▶ [Assignment]: Can you output the records below exactly as they are written?

(Stored data)
■ ■ ■ ■
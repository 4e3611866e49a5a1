//! Session registry - the single source of truth for live sessions
//!
//! Keyed by account id. Cheap to clone; every clone shares the same map.
//! Also hands out per-account async locks so that lifecycle transitions and
//! sends for one account never interleave.

use crate::error::{Error, Result};
use crate::session::{AccountId, Session};
use std::collections::HashMap;
use std::sync::{Arc, Mutex, RwLock};
use tokio::sync::OwnedMutexGuard;

#[derive(Default)]
struct Inner {
    sessions: RwLock<HashMap<AccountId, Arc<Session>>>,
    locks: Mutex<HashMap<AccountId, Arc<tokio::sync::Mutex<()>>>>,
}

/// Concurrency-safe map from account id to its live session
#[derive(Clone, Default)]
pub struct SessionRegistry {
    inner: Arc<Inner>,
}

impl SessionRegistry {
    pub fn new() -> Self {
        Self::default()
    }

    fn read(&self) -> std::sync::RwLockReadGuard<'_, HashMap<AccountId, Arc<Session>>> {
        self.inner.sessions.read().unwrap_or_else(|e| e.into_inner())
    }

    fn write(&self) -> std::sync::RwLockWriteGuard<'_, HashMap<AccountId, Arc<Session>>> {
        self.inner.sessions.write().unwrap_or_else(|e| e.into_inner())
    }

    /// Serialize work for one account; held across awaits
    pub async fn lock_account(&self, account_id: AccountId) -> AccountGuard {
        let lock = {
            let mut locks = self.inner.locks.lock().unwrap_or_else(|e| e.into_inner());
            locks.entry(account_id).or_default().clone()
        };
        AccountGuard {
            account_id,
            inner: self.inner.clone(),
            guard: Some(lock.lock_owned().await),
        }
    }

    /// Insert a session, failing if the account already has one unless `replace`
    ///
    /// Returns the displaced session when replacing.
    pub fn upsert(&self, session: Arc<Session>, replace: bool) -> Result<Option<Arc<Session>>> {
        let mut sessions = self.write();
        let account_id = session.account_id();
        if sessions.contains_key(&account_id) && !replace {
            return Err(Error::AlreadyExists(account_id));
        }
        Ok(sessions.insert(account_id, session))
    }

    /// Swap `current` for `next` only if `current` is still the registered session
    pub fn replace(&self, current: &Arc<Session>, next: Arc<Session>) -> bool {
        let mut sessions = self.write();
        match sessions.get(&current.account_id()) {
            Some(existing) if Arc::ptr_eq(existing, current) => {
                sessions.insert(next.account_id(), next);
                true
            }
            _ => false,
        }
    }

    pub fn get(&self, account_id: AccountId) -> Result<Arc<Session>> {
        self.find(account_id)
            .ok_or(Error::NoActiveSession(account_id))
    }

    pub fn find(&self, account_id: AccountId) -> Option<Arc<Session>> {
        self.read().get(&account_id).cloned()
    }

    /// Whether `session` is the object currently registered for its account
    pub fn is_current(&self, session: &Arc<Session>) -> bool {
        self.read()
            .get(&session.account_id())
            .is_some_and(|existing| Arc::ptr_eq(existing, session))
    }

    /// Remove by session id; absent ids are a no-op
    pub fn remove(&self, session_id: &str) -> Option<Arc<Session>> {
        let mut sessions = self.write();
        let account_id = sessions
            .iter()
            .find(|(_, s)| s.id() == session_id)
            .map(|(id, _)| *id)?;
        sessions.remove(&account_id)
    }

    /// Snapshot of every registered session
    pub fn list_active(&self) -> Vec<Arc<Session>> {
        self.read().values().cloned().collect()
    }

    pub fn len(&self) -> usize {
        self.read().len()
    }

    pub fn is_empty(&self) -> bool {
        self.read().is_empty()
    }
}

/// Exclusive access to one account, released on drop
///
/// The account's lock entry is pruned once nobody holds or waits on it.
pub struct AccountGuard {
    account_id: AccountId,
    inner: Arc<Inner>,
    guard: Option<OwnedMutexGuard<()>>,
}

impl AccountGuard {
    pub fn account_id(&self) -> AccountId {
        self.account_id
    }
}

impl Drop for AccountGuard {
    fn drop(&mut self) {
        drop(self.guard.take());

        let mut locks = self.inner.locks.lock().unwrap_or_else(|e| e.into_inner());
        // Only the map still references the mutex: no holder, no waiters
        if locks
            .get(&self.account_id)
            .is_some_and(|lock| Arc::strong_count(lock) == 1)
        {
            locks.remove(&self.account_id);
        }
    }
}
■ ■ ■ ■
▶ [Output of the task]:
repository 4e3611866e49a5a1
//! Session registry - the single source of truth for live sessions
//!
//! Keyed by account id. Cheap to clone; every clone shares the same map.
//! Also hands out per-account async locks so that lifecycle transitions and
//! sends for one account never interleave.

use crate::error::{Error, Result};
use crate::session::{AccountId, Session};
use std::collections::HashMap;
use std::sync::{Arc, Mutex, RwLock};
use tokio::sync::OwnedMutexGuard;

#[derive(Default)]
struct Inner {
    sessions: RwLock<HashMap<AccountId, Arc<Session>>>,
    locks: Mutex<HashMap<AccountId, Arc<tokio::sync::Mutex<()>>>>,
}

/// Concurrency-safe map from account id to its live session
#[derive(Clone, Default)]
pub struct SessionRegistry {
    inner: Arc<Inner>,
}

impl SessionRegistry {
    pub fn new() -> Self {
        Self::default()
    }

    fn read(&self) -> std::sync::RwLockReadGuard<'_, HashMap<AccountId, Arc<Session>>> {
        self.inner.sessions.read().unwrap_or_else(|e| e.into_inner())
    }

    fn write(&self) -> std::sync::RwLockWriteGuard<'_, HashMap<AccountId, Arc<Session>>> {
        self.inner.sessions.write().unwrap_or_else(|e| e.into_inner())
    }

    /// Serialize work for one account; held across awaits
    pub async fn lock_account(&self, account_id: AccountId) -> AccountGuard {
        let lock = {
            let mut locks = self.inner.locks.lock().unwrap_or_else(|e| e.into_inner());
            locks.entry(account_id).or_default().clone()
        };
        AccountGuard {
            account_id,
            inner: self.inner.clone(),
            guard: Some(lock.lock_owned().await),
        }
    }

    /// Insert a session, failing if the account already has one unless `replace`
    ///
    /// Returns the displaced session when replacing.
    pub fn upsert(&self, session: Arc<Session>, replace: bool) -> Result<Option<Arc<Session>>> {
        let mut sessions = self.write();
        let account_id = session.account_id();
        if sessions.contains_key(&account_id) && !replace {
            return Err(Error::AlreadyExists(account_id));
        }
        Ok(sessions.insert(account_id, session))
    }

    /// Swap `current` for `next` only if `current` is still the registered session
    pub fn replace(&self, current: &Arc<Session>, next: Arc<Session>) -> bool {
        let mut sessions = self.write();
        match sessions.get(&current.account_id()) {
            Some(existing) if Arc::ptr_eq(existing, current) => {
                sessions.insert(next.account_id(), next);
                true
            }
            _ => false,
        }
    }

    pub fn get(&self, account_id: AccountId) -> Result<Arc<Session>> {
        self.find(account_id)
            .ok_or(Error::NoActiveSession(account_id))
    }

    pub fn find(&self, account_id: AccountId) -> Option<Arc<Session>> {
        self.read().get(&account_id).cloned()
    }

    /// Whether `session` is the object currently registered for its account
    pub fn is_current(&self, session: &Arc<Session>) -> bool {
        self.read()
            .get(&session.account_id())
            .is_some_and(|existing| Arc::ptr_eq(existing, session))
    }

    /// Remove by session id; absent ids are a no-op
    pub fn remove(&self, session_id: &str) -> Option<Arc<Session>> {
        let mut sessions = self.write();
        let account_id = sessions
            .iter()
            .find(|(_, s)| s.id() == session_id)
            .map(|(id, _)| *id)?;
        sessions.remove(&account_id)
    }

    /// Snapshot of every registered session
    pub fn list_active(&self) -> Vec<Arc<Session>> {
        self.read().values().cloned().collect()
    }

    pub fn len(&self) -> usize {
        self.read().len()
    }

    pub fn is_empty(&self) -> bool {
        self.read().is_empty()
    }
}

/// Exclusive access to one account, released on drop
///
/// The account's lock entry is pruned once nobody holds or waits on it.
pub struct AccountGuard {
    account_id: AccountId,
    inner: Arc<Inner>,
    guard: Option<OwnedMutexGuard<()>>,
}

impl AccountGuard {
    pub fn account_id(&self) -> AccountId {
        self.account_id
    }
}

impl Drop for AccountGuard {
    fn drop(&mut self) {
        drop(self.guard.take());

        let mut locks = self.inner.locks.lock().unwrap_or_else(|e| e.into_inner());
        // Only the map still references the mutex: no holder, no waiters
        if locks
            .get(&self.account_id)
            .is_some_and(|lock| Arc::strong_count(lock) == 1)
        {
            locks.remove(&self.account_id);
        }
    }
}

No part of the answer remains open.